Hay algo que ellos sí saben a la perfección: cómo enriquecerse y derrochar en demasía lo que miles no llegaremos a probar nunca. Estoy harta y quiero gritar para que ya nadie nos pueda callar.
Domingo 5 de junio de 2016
Imagen: La persistencia de la memoria (Salvador Dalí -detalle-)
El primer despertador suena a las 3.45, todavía es de noche y los manotazos a la mesa de luz son frenados por el frío que amenaza afuera de la frazada. La estufa se enciende poco, todavía no sabemos cuánto llegará de gas, y la bolsa de agua no llega a estar caliente hasta esa hora.
Me levanto al baño y ya casi me siento un despertador humano, ustedes saben de lo que hablo, de ser igual de responsable si el otro se queda dormido.

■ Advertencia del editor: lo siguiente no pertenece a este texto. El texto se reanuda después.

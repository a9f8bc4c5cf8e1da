// Sequence module: replay-protected counters and repair heuristic

pub mod authority;
pub mod repair;

pub use authority::{SequenceAuthority, SequenceError, SEQ_MAX};
pub use repair::{
    LinkHealth, PendingRequest, PendingUnicastOp, RepairDecision, ReplayRepair, SkipReason,
};
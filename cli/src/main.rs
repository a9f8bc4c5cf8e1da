// meshlight: command-line control of a BLE mesh lighting network
//
// Talks to real lamps through the host's Bluetooth adapter, or to an
// in-process simulated mesh loaded from a scenario file.

mod ble;
mod config;

use anyhow::{Context, Result};
use clap::{Parser, Subcommand, ValueEnum};
use colored::*;
use meshlight_core::address::{format_address, parse_mesh_address};
use meshlight_core::discovery::StaticDatabase;
use meshlight_core::{
    CompletionPolicy, CoreEvent, Delivery, DiscoveryReport, KeyMaterial, MeshCore, Scenario,
    SimulatedMesh, TriggerOptions, TriggerOutcome,
};
use std::path::{Path, PathBuf};
use std::sync::Arc;
use std::time::Duration;
use tokio::sync::broadcast;
use tracing_appender::non_blocking::WorkerGuard;
use tracing_subscriber::{layer::SubscriberExt, util::SubscriberInitExt, EnvFilter};

#[derive(Parser)]
#[command(name = "meshlight")]
#[command(about = "Meshlight: BLE mesh lighting control", long_about = None)]
#[command(version)]
struct Cli {
    /// Config file (defaults to the platform config directory)
    #[arg(long, global = true)]
    config: Option<PathBuf>,

    /// Run against a simulated mesh described by a scenario file
    #[arg(long, global = true, value_name = "SCENARIO")]
    simulate: Option<PathBuf>,

    /// Node subscription database (JSON)
    #[arg(long, global = true, value_name = "FILE")]
    database: Option<PathBuf>,

    /// More logging (-v debug, -vv trace)
    #[arg(short, long, global = true, action = clap::ArgAction::Count)]
    verbose: u8,

    /// Also write logs to daily files in this directory
    #[arg(long, global = true)]
    log_dir: Option<PathBuf>,

    #[command(subcommand)]
    command: Commands,
}

#[derive(Subcommand)]
enum Commands {
    /// Scan, connect a proxy and map group membership
    Discover {
        /// Overall budget in seconds
        #[arg(short, long)]
        budget: Option<u64>,
    },
    /// Switch a device or group
    Set {
        /// Unicast or group address (0x0012, C001, default)
        target: String,
        state: Switch,
        /// Ask for a status reply
        #[arg(long, conflicts_with = "unack")]
        ack: bool,
        /// Do not ask for a status reply
        #[arg(long)]
        unack: bool,
    },
    /// Ask a device or group for its state
    Get { target: String },
    /// Switch on and watch the devices report back
    Trigger {
        target: String,
        /// Monitor window in milliseconds
        #[arg(short, long)]
        timeout: Option<u64>,
        #[arg(short, long, value_enum)]
        policy: Option<Policy>,
    },
    /// Print status reports and link events
    Monitor {
        /// Stop after this many seconds
        #[arg(short, long)]
        duration: Option<u64>,
    },
    /// List known devices
    Devices,
    /// List groups and their members
    Groups,
    /// Configure settings
    Config {
        #[command(subcommand)]
        action: ConfigAction,
    },
}

#[derive(Subcommand)]
enum ConfigAction {
    Show,
    Init {
        /// Overwrite an existing file
        #[arg(long)]
        force: bool,
    },
    Set { key: String, value: String },
}

#[derive(Clone, Copy, ValueEnum)]
enum Switch {
    On,
    Off,
}

#[derive(Clone, Copy, ValueEnum)]
enum Policy {
    Any,
    OnThenOff,
}

impl From<Policy> for CompletionPolicy {
    fn from(policy: Policy) -> Self {
        match policy {
            Policy::Any => CompletionPolicy::AnyStatus,
            Policy::OnThenOff => CompletionPolicy::OnThenOff,
        }
    }
}
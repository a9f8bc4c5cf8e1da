// Proxy module: bearer abstraction, SAR framing, session and filter

pub mod bearer;
pub mod filter;
pub mod pdu;
pub mod session;

pub use bearer::{BearerError, BearerEvent, BearerLink, ProxyBearer};
pub use filter::{FilterManager, FilterState};
pub use pdu::{segment, ProxyPdu, ProxyPduType, Reassembler, SarError, SarMarker};
pub use session::{ProxySession, SessionError, SessionState};
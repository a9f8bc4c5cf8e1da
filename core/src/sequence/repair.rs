//! Replay-repair heuristic
//!
//! A replay rejection is never reported by the remote node; it shows up as an
//! acknowledged operation that silently fails while the link is otherwise
//! healthy. Repair jumps the sequence counter forward and resubmits once.

use crate::config::RepairSettings;
use parking_lot::Mutex;
use tokio::time::Instant;

/// What an outstanding unicast operation asked for
#[derive(Debug, Clone, Copy, PartialEq, Eq)]
pub enum PendingRequest {
    /// Acknowledged set; `tid` is reused when the operation is resubmitted
    Set { on: bool, tid: u8 },
    /// State query
    Get,
}

/// An acknowledged unicast operation awaiting its status
#[derive(Debug, Clone)]
pub struct PendingUnicastOp {
    /// Monotonic id distinguishing resubmissions of different operations
    pub id: u64,
    pub destination: u16,
    pub request: PendingRequest,
    pub created_at: Instant,
    /// Repairs already attempted for this operation
    pub attempts: u32,
}

/// Inbound-side observations about the proxy link
#[derive(Debug, Default)]
pub struct LinkHealth {
    last_inbound: Mutex<Option<Instant>>,
    last_decrypt_failure: Mutex<Option<Instant>>,
}

impl LinkHealth {
    pub fn new() -> Self {
        Self::default()
    }

    pub fn note_inbound(&self) {
        *self.last_inbound.lock() = Some(Instant::now());
    }

    pub fn note_decrypt_failure(&self) {
        *self.last_decrypt_failure.lock() = Some(Instant::now());
    }

    pub fn last_inbound(&self) -> Option<Instant> {
        *self.last_inbound.lock()
    }

    pub fn last_decrypt_failure(&self) -> Option<Instant> {
        *self.last_decrypt_failure.lock()
    }

    /// Forget everything; called when a new link comes up
    pub fn reset(&self) {
        *self.last_inbound.lock() = None;
        *self.last_decrypt_failure.lock() = None;
    }
}

/// Why a repair was not attempted
#[derive(Debug, Clone, Copy, PartialEq, Eq)]
pub enum SkipReason {
    /// No recent inbound traffic: the link itself is probably dead
    LinkSilent,
    /// Recent decryption failures point at a key mismatch instead
    DecryptFailures,
    /// The operation already used its repairs
    AttemptsExhausted,
    /// The previous repair is too recent
    CoolingDown,
}

/// Outcome of evaluating a transaction failure
#[derive(Debug, Clone, Copy, PartialEq, Eq)]
pub enum RepairDecision {
    Repair { step: u32, attempt: u32 },
    Skip(SkipReason),
}

/// Stateful evaluator for replay repairs
#[derive(Debug)]
pub struct ReplayRepair {
    settings: RepairSettings,
    last_repair: Option<Instant>,
    total_repairs: u64,
}

impl ReplayRepair {
    pub fn new(settings: RepairSettings) -> Self {
        Self {
            settings,
            last_repair: None,
            total_repairs: 0,
        }
    }

    /// Repairs granted since creation
    pub fn total_repairs(&self) -> u64 {
        self.total_repairs
    }

    /// Decide whether a failed operation qualifies for repair. A granted
    /// repair starts the cooldown.
    pub fn evaluate(
        &mut self,
        op: &PendingUnicastOp,
        link: &LinkHealth,
        now: Instant,
    ) -> RepairDecision {
        let recent_inbound = link
            .last_inbound()
            .map(|t| now.saturating_duration_since(t) <= self.settings.inbound_recency())
            .unwrap_or(false);
        if !recent_inbound {
            return RepairDecision::Skip(SkipReason::LinkSilent);
        }

        let recent_decrypt_failure = link
            .last_decrypt_failure()
            .map(|t| now.saturating_duration_since(t) <= self.settings.decrypt_quiet())
            .unwrap_or(false);
        if recent_decrypt_failure {
            return RepairDecision::Skip(SkipReason::DecryptFailures);
        }

        if op.attempts >= self.settings.max_repairs {
            return RepairDecision::Skip(SkipReason::AttemptsExhausted);
        }

        if let Some(last) = self.last_repair {
            if now.saturating_duration_since(last) < self.settings.cooldown() {
                return RepairDecision::Skip(SkipReason::CoolingDown);
            }
        }

        self.last_repair = Some(now);
        self.total_repairs += 1;
        RepairDecision::Repair {
            step: self.settings.step_for(op.attempts),
            attempt: op.attempts + 1,
        }
    }
}

#[cfg(test)]
mod tests {
    use super::*;
    use std::time::Duration;

    fn op(attempts: u32) -> PendingUnicastOp {
        PendingUnicastOp {
            id: 1,
            destination: 0x0010,
            request: PendingRequest::Set { on: true, tid: 7 },
            created_at: Instant::now(),
            attempts,
        }
    }

    #[tokio::test(start_paused = true)]
    async fn test_silent_link_is_not_repaired() {
        let mut repair = ReplayRepair::new(RepairSettings::default());
        let link = LinkHealth::new();
        assert_eq!(
            repair.evaluate(&op(0), &link, Instant::now()),
            RepairDecision::Skip(SkipReason::LinkSilent)
        );

        link.note_inbound();
        tokio::time::advance(Duration::from_secs(11)).await;
        assert_eq!(
            repair.evaluate(&op(0), &link, Instant::now()),
            RepairDecision::Skip(SkipReason::LinkSilent)
        );
    }

    #[tokio::test(start_paused = true)]
    async fn test_decrypt_failures_block_repair() {
        let mut repair = ReplayRepair::new(RepairSettings::default());
        let link = LinkHealth::new();
        link.note_inbound();
        link.note_decrypt_failure();
        assert_eq!(
            repair.evaluate(&op(0), &link, Instant::now()),
            RepairDecision::Skip(SkipReason::DecryptFailures)
        );
    }

    #[tokio::test(start_paused = true)]
    async fn test_repair_steps_grow_and_stop_after_two() {
        let mut repair = ReplayRepair::new(RepairSettings::default());
        let link = LinkHealth::new();
        link.note_inbound();

        let first = repair.evaluate(&op(0), &link, Instant::now());
        assert_eq!(first, RepairDecision::Repair { step: 50_000, attempt: 1 });

        // Cooldown applies across operations.
        assert_eq!(
            repair.evaluate(&op(1), &link, Instant::now()),
            RepairDecision::Skip(SkipReason::CoolingDown)
        );

        tokio::time::advance(Duration::from_secs(6)).await;
        link.note_inbound();
        let second = repair.evaluate(&op(1), &link, Instant::now());
        assert_eq!(second, RepairDecision::Repair { step: 500_000, attempt: 2 });

        tokio::time::advance(Duration::from_secs(6)).await;
        link.note_inbound();
        assert_eq!(
            repair.evaluate(&op(2), &link, Instant::now()),
            RepairDecision::Skip(SkipReason::AttemptsExhausted)
        );
        assert_eq!(repair.total_repairs(), 2);
    }
}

Aprovecho y duermo un rato más…
A las 8.00 suena mi despertador, éste ya anticipa la jornada que me espera: actualizar el currículum, ordenar la casa, juntar la ropa del piso y dirigirme a la cocina, donde mientras pongo la pava, observo los platos sucios de la noche anterior.
Refregándome la cara tomo el primer mate, me arremango el pulóver para lavar y así ya empezó el día.
Enciendo la radio, entre noticia y música me desayuno con que otra vez fui golpeada, fui humillada, un día más en las tandas aparecen nuestros nombres de mujeres, contándoles a miles de oyentes que Jimena o Roxana fueron matadas brutalmente y se nos juzga al oír de todos: que si era chica, que si era grande, que cómo vestía, si andaba sola, si era inteligente o suelta.
Baldes y baldes de hipocresía arrojados al juicio ajeno, metidos en una bolsa y empaquetados al mismo nivel que la publicidad de ofertas del supermercado del día.
Trago amargo en la saliva…
Suena la alarma recordando que en dos horas cierran las consultoras donde debo volver a llevar mi currículum, otra nueva tarea desde que perdí el trabajo en el taller.
Entre que lavo, acomodo un poco la casa y limpio, ya se hizo la hora de salir. Cargar los datos en el pen, hacer la cola en el locutorio para imprimir y otra vez me miro los zapatos golpeando puertas buscando empleo.
Se hace el medio día. Bajo del colectivo en la esquina y veo desde lejos que si me apuro llego al almacén antes del cierre. Mientras miro las góndolas y comparo los precios de lo más barato, escucho el rumoreo de la gente a la caja.
Ya nos conocemos, vamos siempre los mismos, los que vivimos en el barrio. Está Fátima, que vive en la esquina; ella tiene tres gurises y los mandados los hace con el más chiquito en brazos. Está Sara, la señora de la vuelta; el papá de Dieguito y las chicas nuevas que alquilan la habitación de la casa de Norma.
Acá nunca se sabe. Las conversaciones pueden ir de lo más sensible a lo más rancio y discriminatorio del pensamiento. Pero hace un par de meses, lo que sí se ve, es la molestia, esa molestia que es como una espina que se va pudriendo cada día que vamos a pagar la comida.
Incertidumbre y bronca.
Dejo las bolsas en la mesa y me detengo a pensar. No sé cómo se hace para que esto que pasó en cinco horas no me retuerza la panza, por lo que siento, pienso y no puedo dejar de decir.
Estoy harta y lo repito bien fuerte: harta, cansada, furiosa...
No tienen ni idea estos gobiernos y estos empresarios lo que es estar en nuestra piel, de la vida que llevamos nosotros, la mayoría. No saben lo que es tomarse dos colectivos a las cinco de la mañana para ir a laburar. Ellos andan en autos importados y camionetas de lujo.
No saben lo que es tener a tu abuela enferma porque con la jubilación no puede pagar la medicina y tener que estar horas esperando en la salita para ver qué podés hacer para que se sienta mejor.
Y encima se creen que tienen el derecho de venir a cuestionarnos, de decirnos que tenemos que tener paciencia, que nosotros tenemos que ajustarnos.
¡Me dan asco! Ni Jimena, ni Roxana son sus vecinas, sus amigas, sus hermanas. Ni van al almacén, contando el pesito que ganaron en la semana.
Ellos vienen a hablar del ejemplo, del respeto, de lo que debe ser, cuando nosotros somos los que tenemos las manos cuarteadas, ¿con qué cara vienen a hablarnos?
Hay algo que sí saben y a la perfección, es cómo enriquecerse, vivir en súpercountries, derrochar en demasía lo que miles no llegaríamos a probar nunca.
Adueñarse de nuestro trabajo para ser pocas familias las que en la Argentina tienen todas las tierras.
Estoy harta y quiero gritar. Por Jimena y por Roxana. Que todas gritemos para que ya nadie nos pueda callar.